Torin20 · 02/02/2023 23:09

So my LO is 4 months next week and is definitely going through the sleep regression. This is the 4th night and I feel like I’ve tried everything, my mental health is massively impacted already.

He’s always fallen asleep on the boob and I’ve been able to transfer him to his cot. He might wake up once feeling unsettled but a hand on his chest and some shushing, and he’s fast asleep for the night. Never really needed night feeds past the 1 month mark and would sleep around 8 hours minimum before waking up happy for the morning.

These past few days, everything has been effected- naps, night time etc. He’s waking up every hour or two for the majority of the night, but is especially hard to get him to stay asleep in the beginning.

Wakes up screaming, cries and cries no matter what I do until he gets on the boob.
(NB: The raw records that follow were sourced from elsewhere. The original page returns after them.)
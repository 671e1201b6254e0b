//! Economy engine
//!
//! Owns the game state and performs every mutation of it: commands from the
//! input layer, passive accrual, autosave and wallet updates. Observers are
//! notified after each change; the engine knows nothing about rendering.

use crate::economy::{
    AccrualMode, ConfigError, EconomyConfig, GameState, View, WalletStatus, accrual,
};
use crate::elapsed_secs;
use crate::format::format_number;
use crate::persistence::{self, LoadOutcome, Store, StoreError};
use crate::platform::{Clock, Schedule, TaskKind};

/// Discrete player command
#[derive(Debug, Clone, PartialEq, Eq)]
pub enum Command {
    Tap,
    PurchaseUpgrade(String),
    SwitchView(String),
}

impl Command {
    /// Parse a `data-action` / `data-payload` pair from the page markup
    pub fn from_action(action: &str, payload: Option<&str>) -> Option<Self> {
        let payload = payload.filter(|p| !p.is_empty());
        match action {
            "handle-tap" => Some(Command::Tap),
            "purchase-upgrade" => payload.map(|id| Command::PurchaseUpgrade(id.to_string())),
            "switch-view" => payload.map(|id| Command::SwitchView(id.to_string())),
            _ => None,
        }
    }
}

/// Result of a purchase attempt
#[derive(Debug, Clone, Copy, PartialEq)]
pub enum PurchaseOutcome {
    /// Bought; `level` is the new level
    Purchased { level: u32, cost: f64 },
    /// Not enough currency; nothing changed
    Unaffordable { cost: f64 },
    /// No such upgrade in this theme; nothing changed
    UnknownUpgrade,
}

/// State-change notification for observers
#[derive(Debug, Clone, PartialEq)]
pub enum EngineEvent {
    /// A tap credited `amount` (drives the floating "+N" indicator)
    Tapped { amount: f64 },
    Purchased { id: String, level: u32, cost: f64 },
    /// Passive income credited by a tick
    Accrued { amount: f64 },
    ViewChanged(View),
    WalletChanged,
    Saved,
    Reset,
}

type Observer = Box<dyn FnMut(&EngineEvent, &GameState)>;

/// The game economy with its persistence and timers
pub struct Engine {
    config: EconomyConfig,
    state: GameState,
    store: Box<dyn Store>,
    clock: Box<dyn Clock>,
    schedule: Schedule,
    /// Time of the previous passive tick
    last_tick_ms: f64,
    load_outcome: LoadOutcome,
    observers: Vec<Observer>,
}

impl Engine {
    /// Load (or create) the save for `config` and arm the periodic tasks
    pub fn initialize(
        config: EconomyConfig,
        store: impl Store + 'static,
        clock: impl Clock + 'static,
    ) -> Result<Self, ConfigError> {
        config.validate()?;

        let mut store: Box<dyn Store> = Box::new(store);
        let now = clock.now_ms();
        let (mut state, load_outcome) = persistence::load_state(store.as_mut(), &config, now);
        state.recompute_income(&config);

        let mut schedule = Schedule::new();
        schedule.every(TaskKind::PassiveTick, config.tick_interval_ms as f64, now);
        schedule.every(TaskKind::Autosave, config.save_interval_ms as f64, now);

        log::info!(
            "{} ready: {} {}, {}/h",
            config.name,
            format_number(state.currency),
            config.currency_name,
            format_number(state.currency_per_hour)
        );

        Ok(Self {
            config,
            state,
            store,
            clock: Box::new(clock),
            schedule,
            last_tick_ms: now,
            load_outcome,
            observers: Vec::new(),
        })
    }

    /// Register a state-change observer
    pub fn subscribe(&mut self, observer: impl FnMut(&EngineEvent, &GameState) + 'static) {
        self.observers.push(Box::new(observer));
    }

    fn notify(&mut self, event: EngineEvent) {
        for observer in self.observers.iter_mut() {
            observer(&event, &self.state);
        }
    }

    pub fn state(&self) -> &GameState {
        &self.state
    }

    pub fn config(&self) -> &EconomyConfig {
        &self.config
    }

    /// How the save slot was loaded at startup
    pub fn load_outcome(&self) -> &LoadOutcome {
        &self.load_outcome
    }

    pub fn now_ms(&self) -> f64 {
        self.clock.now_ms()
    }

    /// Price of the next level of `id`
    pub fn upgrade_cost(&self, id: &str) -> Option<f64> {
        let upgrade = self.config.upgrade(id)?;
        Some(upgrade.cost_at(self.state.level(id), self.config.growth))
    }

    // --- Commands ---

    /// Run one command; returns whether state changed
    pub fn dispatch(&mut self, command: Command) -> bool {
        match command {
            Command::Tap => {
                self.tap();
                true
            }
            Command::PurchaseUpgrade(id) => {
                matches!(self.purchase_upgrade(&id), PurchaseOutcome::Purchased { .. })
            }
            Command::SwitchView(id) => self.switch_view(&id),
        }
    }

    /// Credit one tap; returns the amount credited
    pub fn tap(&mut self) -> f64 {
        let amount = self.state.currency_per_tap;
        self.state.total_taps += 1;
        self.state.credit(amount);
        self.notify(EngineEvent::Tapped { amount });
        amount
    }

    /// Buy the next level of `id` if it exists and is affordable
    pub fn purchase_upgrade(&mut self, id: &str) -> PurchaseOutcome {
        let Some(upgrade) = self.config.upgrade(id) else {
            return PurchaseOutcome::UnknownUpgrade;
        };
        let level = self.state.level(id);
        let cost = upgrade.cost_at(level, self.config.growth);
        if self.state.currency < cost {
            return PurchaseOutcome::Unaffordable { cost };
        }

        // Income earned at the old rate is credited before the rate changes
        self.settle_at(self.clock.now_ms());

        let level = level.saturating_add(1);
        self.state.currency -= cost;
        self.state.upgrades.insert(id.to_string(), level);
        self.state.recompute_income(&self.config);
        log::debug!(
            "Bought {} level {} for {} ({}/h)",
            id,
            level,
            cost,
            self.state.currency_per_hour
        );

        self.notify(EngineEvent::Purchased {
            id: id.to_string(),
            level,
            cost,
        });
        PurchaseOutcome::Purchased { level, cost }
    }

    /// Select a configured view; returns whether it changed
    pub fn switch_view(&mut self, id: &str) -> bool {
        let Some(view) = self.config.view(id).map(|v| v.id) else {
            return false;
        };
        if view == self.state.active_view {
            return false;
        }
        self.state.active_view = view;
        self.notify(EngineEvent::ViewChanged(view));
        true
    }

    /// Store the latest wallet report verbatim
    pub fn set_wallet(&mut self, status: WalletStatus) {
        self.state.wallet = status;
        self.notify(EngineEvent::WalletChanged);
    }

    // --- Timers ---

    /// Credit passive income for one tick at the current time
    pub fn passive_tick(&mut self) {
        let now = self.clock.now_ms();
        self.accrue_at(now);
    }

    /// Credit income owed since the previous tick, for elapsed-time accrual
    fn settle_at(&mut self, now_ms: f64) {
        if self.config.accrual == AccrualMode::Elapsed {
            self.accrue_at(now_ms);
        }
    }

    fn accrue_at(&mut self, now_ms: f64) {
        let secs = match self.config.accrual {
            AccrualMode::FixedStep => self.config.tick_secs(),
            AccrualMode::Elapsed => elapsed_secs(self.last_tick_ms, now_ms),
        };
        self.last_tick_ms = self.last_tick_ms.max(now_ms);

        if self.state.currency_per_hour <= 0.0 {
            return;
        }
        let amount = accrual(self.state.currency_per_hour, secs);
        if amount <= 0.0 {
            return;
        }
        self.state.credit(amount);
        self.notify(EngineEvent::Accrued { amount });
    }

    /// Run every periodic task due by the current time
    pub fn run_due(&mut self) -> usize {
        let now = self.clock.now_ms();
        self.advance(now)
    }

    /// Run every periodic task due at or before `now_ms`, in deadline order
    ///
    /// Returns the number of tasks run.
    pub fn advance(&mut self, now_ms: f64) -> usize {
        let mut ran = 0;
        while let Some((task, due)) = self.schedule.pop_due(now_ms) {
            match task {
                TaskKind::PassiveTick => self.accrue_at(due),
                TaskKind::Autosave => {
                    if let Err(e) = self.save_at(due) {
                        log::error!("Autosave failed: {}", e);
                    }
                }
            }
            ran += 1;
        }
        ran
    }

    /// Next time a periodic task is due
    pub fn next_deadline(&self) -> Option<f64> {
        self.schedule.next_deadline()
    }

    pub fn is_running(&self) -> bool {
        !self.schedule.is_stopped()
    }

    // --- Persistence ---

    /// Write the state to the store now
    pub fn save(&mut self) -> Result<(), StoreError> {
        let now = self.clock.now_ms();
        self.save_at(now)
    }

    fn save_at(&mut self, now_ms: f64) -> Result<(), StoreError> {
        // Offline earnings count from `lastSaved`, so nothing before it may stay unpaid
        self.settle_at(now_ms);
        persistence::save_state(
            self.store.as_mut(),
            &self.config.storage_key,
            &mut self.state,
            now_ms,
        )?;
        log::info!(
            "Game saved ({} {})",
            format_number(self.state.currency),
            self.config.currency_name
        );
        self.notify(EngineEvent::Saved);
        Ok(())
    }

    /// Delete the save and start over; the wallet connection is kept
    pub fn reset(&mut self) -> Result<(), StoreError> {
        let now = self.clock.now_ms();
        let removed = self.store.remove(&self.config.storage_key);

        let wallet = std::mem::take(&mut self.state.wallet);
        self.state = GameState::fresh(&self.config, now);
        self.state.wallet = wallet;
        self.last_tick_ms = now;

        log::info!("Saved game cleared");
        self.notify(EngineEvent::Reset);
        removed
    }

    /// Stop the periodic tasks and flush a final save
    ///
    /// Calling it again does nothing.
    pub fn shutdown(&mut self) -> Result<(), StoreError> {
        if self.schedule.is_stopped() {
            return Ok(());
        }
        self.schedule.stop();
        log::info!("Shutting down {}", self.config.name);
        self.save()
    }
}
Occasionally he’ll stop for a second when I go to rock him, turns for boob and as soon as he finds my top instead he screams.

I feel like I’ve tried everything, rocking, swaying, partner doing it, pick up put down method, dummy, my tee shirt around the mattress but nothing settles him from screaming apart from boob. He’s getting full feeds during the day and one before bed, our routine hasn’t changed but I’m conscious of forming bad night time habits by constantly having him on a boob.

Im at a loss for ideas. I know it will pass but I don’t know whether allowing him to use me as a dummy to settle is an okay or a really bad idea in the long run.

I can’t co-sleep because I’m (meant to be) on sleeping tablets and my anxiety wouldn’t make it possible. But I’m surviving on 4 hours of broken sleep a day, and most of that is from when my partner does the early morning shift with him before going to work.

Any idea on how to survive this? Or do I just keep doing what I’m doing?

OP posts:
Rowen32 · 02/02/2023 23:14

I remember this, it was so bad - I fed back to sleep every time and within two weeks it had all stopped and they were sleeping normally again.. I know others might say you'll create a bad habit etc but in my case it worked out fine, lots of luck xx

Rowen32 · 02/02/2023 23:16

Oh and I put straight back into cot each time so kept that routine, couldn't cope with Co sleeping either, would be a mess!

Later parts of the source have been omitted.